The Wilken book comes highly recommended. It’s goal is to make sense of a group of eight anti-Judaizing homilies given by St John Chrysostom while a young presbyter in Antioch, in the years 386 and 387. A complete English translation of the homilies with introduction is available in Paul Harkins, Saint John Chrysostom: Discourses Against Judaizing Christians, The Fathers of the Church, vol. 68 (Catholic University of America Press, 1979). Their original context and import of the homilies is, unsurprisingly, dissimilar to their later usage in medieval times and even into the modern period, when they were entirely improperly used in support of antisemitism. The fourth century was still a pluralistic world: one in which the Christians were by no means certain that the next emperor would be Christian, one in which the old pagan institutions and philosophies still lived, one in which Jewish communities were respected and integrated into the broader culture. In these homilies, Chrysostom utilizes invective, a standard rhetorical format, combined with some unsophisticated appeals to contemporary Christian understandings of prophecy, in order to convince his listeners to persuade their Christian “Judaizing” friends and family members to discontinue attending synagogues, celebrating the Jewish festivals, and so on—essentially leading a double religious life. (Or, as has been suggested by others, were these “Judaizing” Christians simply better neighbors, sharing festivals and events with respected friends, with community, civility, and reciprocal respect held more important than religious intolerance?)

These sermons do not read at all well today, certainly not as well as Chrysostom’s later, more theologically astute writings and homilies, for which he is quite renowned. Contemporary rhetoric doesn’t care for the over-the-top, no-holds-barred quality of invective that was acceptable and understood in the fourth century, the heyday of the Second Sophistic. Similarly, the appeal to prophecies as understood in the fourth century falls on different ears.

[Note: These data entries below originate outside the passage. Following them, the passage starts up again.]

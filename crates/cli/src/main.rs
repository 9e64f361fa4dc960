//! landex CLI - PV land exclusion and placement

use anyhow::{Context, Result};
use clap::{Parser, Subcommand};
use indicatif::{ProgressBar, ProgressStyle};
use std::path::{Path, PathBuf};
use std::time::Instant;
use tracing::{debug, Level};
use tracing_subscriber::FmtSubscriber;

use landex_algorithms::exclusion::{AVAILABLE, EXCLUDED, OUTSIDE};
use landex_algorithms::workflow::{resolve_template, run, CountryReport, Layout, Workflow, DEFAULT_COUNTRIES};
use landex_core::io::{read_geotiff, store_srs};
use landex_core::{Raster, CRS};

// ─── CLI structure ──────────────────────────────────────────────────────

#[derive(Parser)]
#[command(name = "landex")]
#[command(author, version, about = "Land exclusion and PV placement", long_about = None)]
struct Cli {
    /// Verbose output
    #[arg(short, long, global = true)]
    verbose: bool,

    #[command(subcommand)]
    command: Commands,
}

#[derive(Subcommand)]
enum Commands {
    /// Run the exclusion workflow for each country
    Run {
        /// Directory holding data/ and processed/ (defaults to the working directory)
        #[arg(short, long)]
        base_dir: Option<PathBuf>,
        /// Country to process; repeat for several (defaults to Laos)
        #[arg(short, long = "country")]
        countries: Vec<String>,
        /// Workflow TOML file (defaults to the built-in PV workflow)
        #[arg(short, long)]
        workflow: Option<PathBuf>,
    },
    /// Show information about a raster file
    Info {
        /// Input raster file
        input: PathBuf,
    },
    /// Write the spatial reference cache of a country
    CacheSrs {
        /// Country name
        country: String,
        /// EPSG code of the country's analysis CRS
        epsg: u32,
        #[arg(short, long)]
        base_dir: Option<PathBuf>,
        /// Workflow TOML file providing the cache file name
        #[arg(short, long)]
        workflow: Option<PathBuf>,
    },
    /// Print the built-in workflow as TOML
    Workflow,
}

// ─── Helpers ────────────────────────────────────────────────────────────

fn setup_logging(verbose: bool) {
    let level = if verbose { Level::DEBUG } else { Level::INFO };
    let subscriber = FmtSubscriber::builder()
        .with_max_level(level)
        .with_target(false)
        .finish();
    tracing::subscriber::set_global_default(subscriber).expect("setting default subscriber failed");
}

fn spinner(msg: &str) -> ProgressBar {
    let pb = ProgressBar::new_spinner();
    let style = ProgressStyle::default_spinner()
        .template("{spinner:.green} {msg}")
        .unwrap_or_else(|_| ProgressStyle::default_spinner());
    pb.set_style(style);
    pb.set_message(msg.to_string());
    pb.enable_steady_tick(std::time::Duration::from_millis(100));
    pb
}

fn layout(base_dir: Option<PathBuf>) -> Result<Layout> {
    let base = match base_dir {
        Some(dir) => dir,
        None => std::env::current_dir().context("Cannot determine working directory")?,
    };
    Ok(Layout::resolve(base))
}

fn load_workflow(path: Option<&Path>) -> Result<Workflow> {
    match path {
        Some(path) => Workflow::from_toml_file(path)
            .with_context(|| format!("Failed to load workflow {}", path.display())),
        None => Ok(Workflow::pv_default()),
    }
}

fn read_raster(path: &Path) -> Result<Raster<f64>> {
    let pb = spinner("Reading raster...");
    let raster: Raster<f64> = read_geotiff(path, None).context("Failed to read raster")?;
    pb.finish_and_clear();
    debug!("Read {} ({} x {})", path.display(), raster.rows(), raster.cols());
    Ok(raster)
}

fn summary(report: &CountryReport) {
    println!("{}", report.country);
    println!(
        "  Eligible: {} of {} cells ({:.2}%)",
        report.eligible_cells, report.region_cells, report.percent_available
    );
    for step in &report.steps {
        println!("    {:<55} -{}", step.label, step.cells_removed);
    }
    println!("  Exclusions saved to: {}", report.exclusions_path.display());
    println!(
        "  Placements ({}) saved to: {}",
        report.placements,
        report.placements_path.display()
    );
}

/// Georeferencing and value summary of a raster, plus the eligibility
/// breakdown when it looks like an exclusion mask
fn describe(path: &Path, raster: &Raster<f64>) {
    let (rows, cols) = raster.shape();
    let (min_x, min_y, max_x, max_y) = raster.bounds();
    println!("{}", path.display());
    println!("  Grid: {} rows x {} cols at {}", rows, cols, raster.cell_size());
    println!("  Extent: x {:.3}..{:.3}, y {:.3}..{:.3}", min_x, max_x, min_y, max_y);
    match raster.crs() {
        Some(crs) => println!("  CRS: {}", crs),
        None => println!("  CRS: none"),
    }
    if let Some(nodata) = raster.nodata() {
        println!("  NoData: {}", nodata);
    }

    let stats = raster.statistics();
    let share = |n: usize| 100.0 * n as f64 / raster.len().max(1) as f64;
    println!("  Valid cells: {} ({:.1}%)", stats.valid_count, share(stats.valid_count));
    if let (Some(min), Some(max), Some(mean)) = (stats.min, stats.max, stats.mean) {
        println!("  Values: {} to {}, mean {:.4}", min, max, mean);
    }

    let mask_values = [AVAILABLE, EXCLUDED, OUTSIDE].map(f64::from);
    let is_mask = raster.data().iter().all(|v| v.is_nan() || mask_values.contains(v));
    if is_mask {
        let available = raster.count(f64::from(AVAILABLE));
        let excluded = raster.count(f64::from(EXCLUDED));
        let region = available + excluded;
        println!(
            "  Eligible: {} of {} region cells ({:.2}%)",
            available,
            region,
            100.0 * available as f64 / region.max(1) as f64
        );
    }
}

// ─── Main ───────────────────────────────────────────────────────────────

fn main() -> Result<()> {
    let cli = Cli::parse();
    setup_logging(cli.verbose);

    match cli.command {
        Commands::Run {
            base_dir,
            countries,
            workflow,
        } => {
            let layout = layout(base_dir)?;
            let workflow = load_workflow(workflow.as_deref())?;
            let countries: Vec<String> = if countries.is_empty() {
                DEFAULT_COUNTRIES.iter().map(|c| c.to_string()).collect()
            } else {
                countries
            };

            let start = Instant::now();
            let reports = run(&layout, &workflow, &countries).context("Workflow failed")?;
            for report in &reports {
                summary(report);
            }
            println!("Processing time: {:.2?}", start.elapsed());
        }

        Commands::Info { input } => {
            let raster = read_raster(&input)?;
            describe(&input, &raster);
        }

        Commands::CacheSrs {
            country,
            epsg,
            base_dir,
            workflow,
        } => {
            let layout = layout(base_dir)?;
            let workflow = load_workflow(workflow.as_deref())?;
            layout.ensure().context("Failed to create data directories")?;

            let path = layout.data_file(&resolve_template(&workflow.srs_cache, &country));
            store_srs(&path, &CRS::from_epsg(epsg)).context("Failed to write SRS cache")?;
            println!("EPSG:{} cached for {} at {}", epsg, country, path.display());
        }

        Commands::Workflow => {
            let text = Workflow::pv_default().to_toml().context("Failed to encode workflow")?;
            print!("{}", text);
        }
    }

    Ok(())
}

These days, it’s much more common among Christians to hear prophecies bandied about to support the rebuilding of the Temple in Jerusalem, rather than its perpetual desolation. In that sense, these homilies truly are relics of a lost world. Wilken’s book brings the most important aspects of that lost world back to life, situating the homilies clearly in the context of their original hearing.

4 Comments

  1. Actually that translation is not complete; because about half of sermon 2 was only discovered a few years ago in a manuscript on the island of Patmos. So far as I know it has never been translated into English.

    I must write a post on Chrysostom and the Jews myself!

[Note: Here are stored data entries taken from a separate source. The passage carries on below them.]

#[cfg(test)]
mod tests {
    use super::*;
    use approx::assert_relative_eq;
    use geo::{line_string, polygon};
    use landex_core::io::read_geotiff;
    use tempfile::TempDir;

    fn utm() -> CRS {
        CRS::from_epsg(32648)
    }

    /// 1 km square at 100 m: 10 x 10 eligible cells
    fn square_calculator() -> ExclusionCalculator {
        let region: Geometry<f64> = polygon![
            (x: 500_000.0, y: 2_000_000.0),
            (x: 501_000.0, y: 2_000_000.0),
            (x: 501_000.0, y: 2_001_000.0),
            (x: 500_000.0, y: 2_001_000.0),
            (x: 500_000.0, y: 2_000_000.0),
        ]
        .into();
        ExclusionCalculator::from_geometries(&[region], &utm(), &utm(), 100.0).unwrap()
    }

    #[test]
    fn region_starts_fully_eligible() {
        let calc = square_calculator();
        assert_eq!(calc.grid().shape(), (10, 10));
        assert_eq!(calc.region_cells(), 100);
        assert_eq!(calc.eligible_cells(), 100);
        assert_relative_eq!(calc.area_available(), 1_000_000.0);
        assert_relative_eq!(calc.percent_available(), 100.0);
    }

    #[test]
    fn triangle_region_marks_outside() {
        let region: Geometry<f64> = polygon![
            (x: 0.0, y: 0.0), (x: 1000.0, y: 0.0), (x: 0.0, y: 1000.0), (x: 0.0, y: 0.0)
        ]
        .into();
        let calc = ExclusionCalculator::from_geometries(&[region], &utm(), &utm(), 100.0).unwrap();
        let mask = calc.availability();

        assert_eq!(mask.get(9, 0).unwrap(), AVAILABLE);
        assert_eq!(mask.get(0, 9).unwrap(), OUTSIDE);
        assert_eq!(mask.nodata(), Some(OUTSIDE));
        // Cells strictly below the diagonal: 9 + 8 + ... + 0
        assert_eq!(calc.region_cells(), 45);
    }

    #[test]
    fn rejects_bad_pixel_size() {
        let region: Geometry<f64> = polygon![(x: 0.0, y: 0.0), (x: 1.0, y: 0.0), (x: 1.0, y: 1.0)].into();
        for pixel in [0.0, -5.0, f64::NAN] {
            let err = ExclusionCalculator::from_geometries(&[region.clone()], &utm(), &utm(), pixel).unwrap_err();
            assert!(matches!(err, Error::InvalidParameter { name: "pixel_size", .. }));
        }
    }

    #[test]
    fn empty_region_is_an_error() {
        assert!(ExclusionCalculator::from_geometries(&[], &utm(), &utm(), 100.0).is_err());
    }

    #[test]
    fn vector_buffer_excludes_disk() {
        let mut calc = square_calculator();
        // Point on the center of cell (5, 5)
        let pt: Geometry<f64> = Point::new(500_550.0, 2_000_450.0).into();

        let report = calc
            .exclude_geometries(&[pt], &utm(), &VectorExclusion { buffer: 250.0, invert: false })
            .unwrap();
        assert_eq!(report.cells_removed, 21);
        assert_eq!(report.eligible_cells, 79);
        assert_eq!(calc.availability().get(5, 5).unwrap(), EXCLUDED);
        assert_eq!(calc.availability().get(3, 5).unwrap(), EXCLUDED);
        assert_eq!(calc.availability().get(3, 3).unwrap(), AVAILABLE);
    }

    #[test]
    fn buffered_polygon_smaller_than_a_cell_excludes_disk() {
        // 30 x 30 m inside cell (5, 5), clear of its center
        let speck: Geometry<f64> = polygon![
            (x: 500_510.0, y: 2_000_410.0),
            (x: 500_540.0, y: 2_000_410.0),
            (x: 500_540.0, y: 2_000_440.0),
            (x: 500_510.0, y: 2_000_440.0),
            (x: 500_510.0, y: 2_000_410.0),
        ]
        .into();

        let mut unbuffered = square_calculator();
        let report = unbuffered
            .exclude_geometries(&[speck.clone()], &utm(), &VectorExclusion::default())
            .unwrap();
        assert_eq!(report.cells_removed, 0);

        let mut calc = square_calculator();
        let report = calc
            .exclude_geometries(&[speck], &utm(), &VectorExclusion { buffer: 250.0, invert: false })
            .unwrap();
        assert_eq!(report.cells_removed, 21);
        assert_eq!(calc.availability().get(5, 5).unwrap(), EXCLUDED);
        assert_eq!(calc.availability().get(5, 7).unwrap(), EXCLUDED);
        assert_eq!(calc.availability().get(5, 8).unwrap(), AVAILABLE);
    }

    #[test]
    fn buffered_strip_between_centers_excludes_band() {
        // 60 m wide, spanning columns 5 and 6 without covering either center
        let strip: Geometry<f64> = polygon![
            (x: 500_560.0, y: 1_999_000.0),
            (x: 500_620.0, y: 1_999_000.0),
            (x: 500_620.0, y: 2_002_000.0),
            (x: 500_560.0, y: 2_002_000.0),
            (x: 500_560.0, y: 1_999_000.0),
        ]
        .into();

        let mut calc = square_calculator();
        let report = calc
            .exclude_geometries(&[strip], &utm(), &VectorExclusion { buffer: 250.0, invert: false })
            .unwrap();
        // Columns 3..=8 lie within 2.5 cells of columns 5 or 6
        assert_eq!(report.cells_removed, 60);
        for row in 0..10 {
            assert_eq!(calc.availability().get(row, 2).unwrap(), AVAILABLE);
            assert_eq!(calc.availability().get(row, 3).unwrap(), EXCLUDED);
            assert_eq!(calc.availability().get(row, 8).unwrap(), EXCLUDED);
            assert_eq!(calc.availability().get(row, 9).unwrap(), AVAILABLE);
        }
    }

    #[test]
    fn buffer_reaches_in_from_outside_the_grid() {
        let mut calc = square_calculator();
        // Coastline 50 m west of the grid
        let coast: Geometry<f64> = line_string![
            (x: 499_950.0, y: 1_999_000.0),
            (x: 499_950.0, y: 2_002_000.0),
        ]
        .into();

        let report = calc
            .exclude_geometries(&[coast], &utm(), &VectorExclusion { buffer: 250.0, invert: false })
            .unwrap();
        // The line sits in padding column -1; columns 0 and 1 are within 2.5 cells
        assert_eq!(report.cells_removed, 20);
        assert_eq!(calc.availability().get(4, 1).unwrap(), EXCLUDED);
        assert_eq!(calc.availability().get(4, 2).unwrap(), AVAILABLE);
    }

    #[test]
    fn inverted_vector_keeps_only_hits() {
        let mut calc = square_calculator();
        let keep: Geometry<f64> = polygon![
            (x: 500_000.0, y: 2_000_000.0),
            (x: 500_300.0, y: 2_000_000.0),
            (x: 500_300.0, y: 2_001_000.0),
            (x: 500_000.0, y: 2_001_000.0),
            (x: 500_000.0, y: 2_000_000.0),
        ]
        .into();

        calc.exclude_geometries(&[keep], &utm(), &VectorExclusion { buffer: 0.0, invert: true })
            .unwrap();
        assert_eq!(calc.eligible_cells(), 30);
    }

    #[test]
    fn raster_exclusion_with_and_without_prewarp() {
        // Source at 50 m, class 80 in the top-left 400 x 400 m
        let mut source: Raster<u8> = Raster::filled(20, 20, 10)
            .with_georef(GeoTransform::new(500_000.0, 2_001_000.0, 50.0, -50.0), Some(utm()));
        for r in 0..8 {
            for c in 0..8 {
                source.set(r, c, 80).unwrap();
            }
        }

        let mut warped = square_calculator();
        let report = warped
            .exclude_raster_data(&source, &RasterExclusion::new(80.0).prewarp(true))
            .unwrap();
        assert_eq!(report.cells_removed, 16);

        let mut resampled = square_calculator();
        let report = resampled
            .exclude_raster_data(&source, &RasterExclusion::new(80.0))
            .unwrap();
        assert_eq!(report.cells_removed, 16);
        assert_eq!(warped.availability().data(), resampled.availability().data());
    }

    #[test]
    fn raster_file_is_tested_at_its_stored_type() {
        let dir = TempDir::new().unwrap();
        let path = dir.path().join("clc.tif");
        let mut source: Raster<u8> = Raster::filled(10, 10, 10)
            .with_georef(GeoTransform::new(500_000.0, 2_001_000.0, 100.0, -100.0), Some(utm()));
        for c in 0..10 {
            source.set(0, c, 90).unwrap();
        }
        write_geotiff(&source, &path, Some(GeoTiffOptions::uint8())).unwrap();

        let mut calc = square_calculator();
        let report = calc
            .exclude_raster(&path, &RasterExclusion::new(90.0).prewarp(true))
            .unwrap();
        assert_eq!(report.cells_removed, 10);
        assert_eq!(calc.availability().get(0, 4).unwrap(), EXCLUDED);
        assert_eq!(calc.availability().get(1, 4).unwrap(), AVAILABLE);
    }

    #[test]
    fn raster_nodata_never_matches() {
        let mut source: Raster<f32> = Raster::filled(10, 10, -9999.0)
            .with_georef(GeoTransform::new(500_000.0, 2_001_000.0, 100.0, -100.0), Some(utm()));
        source.set_nodata(Some(-9999.0));

        let mut calc = square_calculator();
        let report = calc
            .exclude_raster_data(&source, &RasterExclusion::new(ValueSpec::range(None, Some(0.0))).prewarp(true))
            .unwrap();
        assert_eq!(report.cells_removed, 0);
    }

    #[test]
    fn raster_without_crs_uses_grid_crs() {
        let source: Raster<u8> = Raster::filled(10, 10, 1)
            .with_georef(GeoTransform::new(500_000.0, 2_001_000.0, 100.0, -100.0), None);

        let mut calc = square_calculator();
        calc.exclude_raster_data(&source, &RasterExclusion::new(1.0)).unwrap();
        assert_eq!(calc.eligible_cells(), 0);
    }

    #[test]
    fn exclusions_never_restore_cells() {
        let mut calc = square_calculator();
        let pt: Geometry<f64> = Point::new(500_550.0, 2_000_450.0).into();
        calc.exclude_geometries(&[pt.clone()], &utm(), &VectorExclusion::default())
            .unwrap();
        let before = calc.eligible_cells();

        let report = calc
            .exclude_geometries(&[pt], &utm(), &VectorExclusion { buffer: 0.0, invert: true })
            .unwrap();
        assert!(report.eligible_cells <= before);
        assert_eq!(calc.availability().get(5, 5).unwrap(), EXCLUDED);
    }

    #[test]
    fn save_respects_overwrite() {
        let dir = TempDir::new().unwrap();
        let path = dir.path().join("mask.tif");
        let calc = square_calculator();

        calc.save(&path, false).unwrap();
        assert!(matches!(calc.save(&path, false), Err(Error::OutputExists(_))));
        calc.save(&path, true).unwrap();

        let back: Raster<u8> = read_geotiff(&path, None).unwrap();
        assert_eq!(back.shape(), (10, 10));
        assert_eq!(back.nodata(), Some(OUTSIDE));
        assert_eq!(back.crs().and_then(CRS::epsg), Some(32648));
    }

    #[test]
    fn draw_writes_png() {
        let dir = TempDir::new().unwrap();
        let path = dir.path().join("preview.png");
        square_calculator().draw(&path).unwrap();
        let bytes = std::fs::read(&path).unwrap();
        assert_eq!(&bytes[1..4], b"PNG");
    }
}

  2. That does ring a bell, though distantly. Do you have a citation? I’ll look it up.

    Do post on the subject when you get a chance! I find these discourses to be misused more often than not. On one hand, they are referred to as evidence of “evil antisemitic Church Fathers” and on the other hand they’re used as evidence of “Christians and Jews still associating by and large in the late fourth century.” Neither of these uses accurately reflects the context of these discourses: that of a minority of Christians who are (against the wishes of their own hierarchs and other Christians) also participating in Jewish synagogue worship. This reflects something more along the lines of the Nazorean heresy rather than an accurate reflection of the general practices of the Christian populace. From what we can tell, the Jews didn’t want these people doing this either!

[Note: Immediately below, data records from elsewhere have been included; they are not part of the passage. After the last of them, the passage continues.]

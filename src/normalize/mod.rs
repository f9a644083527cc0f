//! Wire-format country records and their normalization.
//!
//! restcountries encodes `name.nativeName`, `currencies` and `languages` as plain JSON
//! objects keyed by language/currency code. `serde_json` is built with `preserve_order`,
//! so `Map` iteration below follows the response's key order.

use crate::error::{CatalogError, CatalogResult};
use crate::models::{CountryName, CountryRecord, Currency, Flags, LocalizedName, OrderedMap};
use serde::Deserialize;
use serde_json::{Map, Value};

#[derive(Deserialize, Clone, Debug, Default)]
#[serde(default)]
pub(crate) struct RawName {
    pub common: Option<String>,
    pub official: String,
    #[serde(rename = "nativeName")]
    pub native_name: Map<String, Value>,
}

#[derive(Deserialize, Clone, Debug, Default)]
#[serde(default)]
pub(crate) struct RawFlags {
    pub png: String,
    pub svg: String,
    pub alt: String,
}

/// A country as returned by the catalog API, before normalization.
#[derive(Deserialize, Clone, Debug, Default)]
#[serde(default)]
pub(crate) struct RawCountryRecord {
    pub cca3: String,
    pub name: Option<RawName>,
    pub tld: Vec<String>,
    pub currencies: Map<String, Value>,
    pub region: String,
    pub subregion: String,
    pub languages: Map<String, Value>,
    pub capital: Vec<String>,
    pub latlng: Vec<f64>,
    pub landlocked: bool,
    pub area: f64,
    pub maps: Map<String, Value>,
    pub population: u64,
    pub timezones: Vec<String>,
    pub flags: RawFlags,
    #[serde(rename = "startOfWeek")]
    pub start_of_week: String,
    pub borders: Vec<String>,
}

#[derive(Deserialize, Default)]
#[serde(default)]
struct RawLocalizedName {
    official: String,
    common: String,
}

#[derive(Deserialize, Default)]
#[serde(default)]
struct RawCurrency {
    name: String,
    symbol: String,
}

fn decode_object_map<W, V>(
    field: &str,
    object: Map<String, Value>,
    convert: impl Fn(W) -> V,
) -> CatalogResult<OrderedMap<V>>
where
    W: for<'de> Deserialize<'de>,
{
    let mut out = OrderedMap::new();
    for (key, value) in object {
        let wire: W = serde_json::from_value(value)
            .map_err(|e| CatalogError::malformed(format!("{field}.{key}: {e}")))?;
        out.insert(key, convert(wire));
    }
    Ok(out)
}

/// Converts a decoded API record into a [`CountryRecord`].
///
/// Only `name.common` is required; every other missing field becomes an empty value.
pub(crate) fn normalize(raw: RawCountryRecord) -> CatalogResult<CountryRecord> {
    let name = raw
        .name
        .ok_or_else(|| CatalogError::malformed(format!("{}: missing name", raw.cca3)))?;
    let common = name
        .common
        .filter(|c| !c.trim().is_empty())
        .ok_or_else(|| CatalogError::malformed(format!("{}: empty name.common", raw.cca3)))?;

    let native_name = decode_object_map("name.nativeName", name.native_name, |n: RawLocalizedName| {
        LocalizedName {
            official: n.official,
            common: n.common,
        }
    })?;

    let currencies = decode_object_map("currencies", raw.currencies, |c: RawCurrency| Currency {
        name: c.name,
        symbol: c.symbol,
    })?;

    let mut languages = Vec::with_capacity(raw.languages.len());
    for (code, value) in raw.languages {
        match value {
            Value::String(s) => languages.push(s),
            other => {
                return Err(CatalogError::malformed(format!(
                    "languages.{code}: expected string, got {other}"
                )))
            }
        }
    }

    // `maps` is `{ "googleMaps": "...", "openStreetMaps": "..." }`.
    let maps = raw
        .maps
        .into_iter()
        .filter_map(|(_, v)| v.as_str().map(str::to_string))
        .collect();

    let latlng = match raw.latlng.as_slice() {
        [lat, lng] => Some((*lat, *lng)),
        _ => None,
    };

    Ok(CountryRecord {
        code: raw.cca3,
        name: CountryName {
            common,
            official: name.official,
            native_name,
        },
        tld: raw.tld,
        currencies,
        region: raw.region,
        subregion: raw.subregion,
        languages,
        capital: raw.capital,
        latlng,
        landlocked: raw.landlocked,
        area: raw.area,
        maps,
        population: raw.population,
        timezones: raw.timezones,
        flags: Flags {
            png: raw.flags.png,
            svg: raw.flags.svg,
            alt: raw.flags.alt,
        },
        start_of_week: raw.start_of_week,
        borders: raw.borders,
    })
}

#[cfg(test)]
mod tests {
    use super::*;

    fn raw(json: &str) -> RawCountryRecord {
        serde_json::from_str(json).expect("fixture should decode")
    }

    #[test]
    fn test_native_name_single_entry() {
        let rec = normalize(raw(
            r#"{
                "cca3": "FRA",
                "name": {
                    "common": "France",
                    "official": "French Republic",
                    "nativeName": {"fra": {"official": "République française", "common": "France"}}
                }
            }"#,
        ))
        .expect("should normalize");

        assert_eq!(rec.name.native_name.len(), 1);
        assert_eq!(
            rec.name.native_name.get("fra"),
            Some(&LocalizedName {
                official: "République française".to_string(),
                common: "France".to_string(),
            })
        );
    }

    #[test]
    fn test_maps_and_languages_keep_source_order() {
        let rec = normalize(raw(
            r#"{
                "cca3": "CHE",
                "name": {
                    "common": "Switzerland",
                    "official": "Swiss Confederation",
                    "nativeName": {
                        "roh": {"official": "Confederaziun svizra", "common": "Svizra"},
                        "gsw": {"official": "Schweizerische Eidgenossenschaft", "common": "Schweiz"},
                        "fra": {"official": "Confédération suisse", "common": "Suisse"},
                        "ita": {"official": "Confederazione Svizzera", "common": "Svizzera"}
                    }
                },
                "currencies": {"CHF": {"name": "Swiss franc", "symbol": "Fr."}},
                "languages": {"roh": "Romansh", "gsw": "Swiss German", "fra": "French", "ita": "Italian"}
            }"#,
        ))
        .expect("should normalize");

        assert_eq!(
            rec.name.native_name.keys().collect::<Vec<_>>(),
            vec!["roh", "gsw", "fra", "ita"]
        );
        assert_eq!(
            rec.languages,
            vec!["Romansh", "Swiss German", "French", "Italian"]
        );
        assert_eq!(rec.currencies.get("CHF").map(|c| c.symbol.as_str()), Some("Fr."));
    }

    #[test]
    fn test_optional_fields_default_to_empty() {
        let rec = normalize(raw(r#"{"name": {"common": "Antarctica"}}"#)).expect("should normalize");
        assert!(rec.code.is_empty());
        assert!(rec.capital.is_empty());
        assert!(rec.currencies.is_empty());
        assert!(rec.languages.is_empty());
        assert!(rec.borders.is_empty());
        assert_eq!(rec.latlng, None);
        assert_eq!(rec.population, 0);
    }

    #[test]
    fn test_full_record_fields() {
        let rec = normalize(raw(
            r#"{
                "cca3": "DEU",
                "name": {"common": "Germany", "official": "Federal Republic of Germany", "nativeName": {}},
                "tld": [".de"],
                "region": "Europe",
                "subregion": "Western Europe",
                "capital": ["Berlin"],
                "latlng": [51.0, 9.0],
                "landlocked": false,
                "area": 357114.0,
                "maps": {"googleMaps": "https://goo.gl/maps/mD9FBMq1nvXUBrkv6", "openStreetMaps": "https://www.openstreetmap.org/relation/51477"},
                "population": 83240525,
                "timezones": ["UTC+01:00"],
                "flags": {"png": "https://flagcdn.com/w320/de.png", "svg": "https://flagcdn.com/de.svg", "alt": "three bands"},
                "startOfWeek": "monday",
                "borders": ["AUT", "BEL"]
            }"#,
        ))
        .expect("should normalize");

        assert_eq!(rec.code, "DEU");
        assert_eq!(rec.latlng, Some((51.0, 9.0)));
        assert_eq!(rec.maps.len(), 2);
        assert!(rec.maps[0].contains("goo.gl"));
        assert_eq!(rec.population, 83_240_525);
        assert_eq!(rec.flags.svg, "https://flagcdn.com/de.svg");
        assert_eq!(rec.start_of_week, "monday");
        assert_eq!(rec.borders, vec!["AUT", "BEL"]);
    }

    #[test]
    fn test_missing_or_empty_common_name_is_malformed() {
        let err = normalize(raw(r#"{"cca3": "XXX"}"#)).unwrap_err();
        assert!(matches!(err, CatalogError::MalformedRecord { .. }));

        let err = normalize(raw(r#"{"cca3": "XXX", "name": {"common": "  "}}"#)).unwrap_err();
        assert!(matches!(err, CatalogError::MalformedRecord { .. }));
    }

    #[test]
    fn test_wrong_shape_is_malformed() {
        let err = normalize(raw(
            r#"{"name": {"common": "X", "nativeName": {"eng": "not an object"}}}"#,
        ))
        .unwrap_err();
        assert!(matches!(err, CatalogError::MalformedRecord { .. }));

        let err = normalize(raw(r#"{"name": {"common": "X"}, "languages": {"eng": 1}}"#))
            .unwrap_err();
        assert!(matches!(err, CatalogError::MalformedRecord { .. }));
    }
}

    Anyhow, it’s fascinating stuff.

  3. It looks like this contains a German translation (though not the original Greek–hopefully a full edition will not be long in coming):
    Pradels, W., R. Brändle, and M. Heimgartner. “Das bisher vermisste Textstück in Johannes Chrysostomus, Adversus Judaeos, Oratio 2”, Zeitschrift für Antikes Christentum 5 [2001], pp. 23-49.

    I’ll take a look in the library this week and see. Ii’s exciting that the rest of the discourse is in there, even if it’s in the language of the Hun!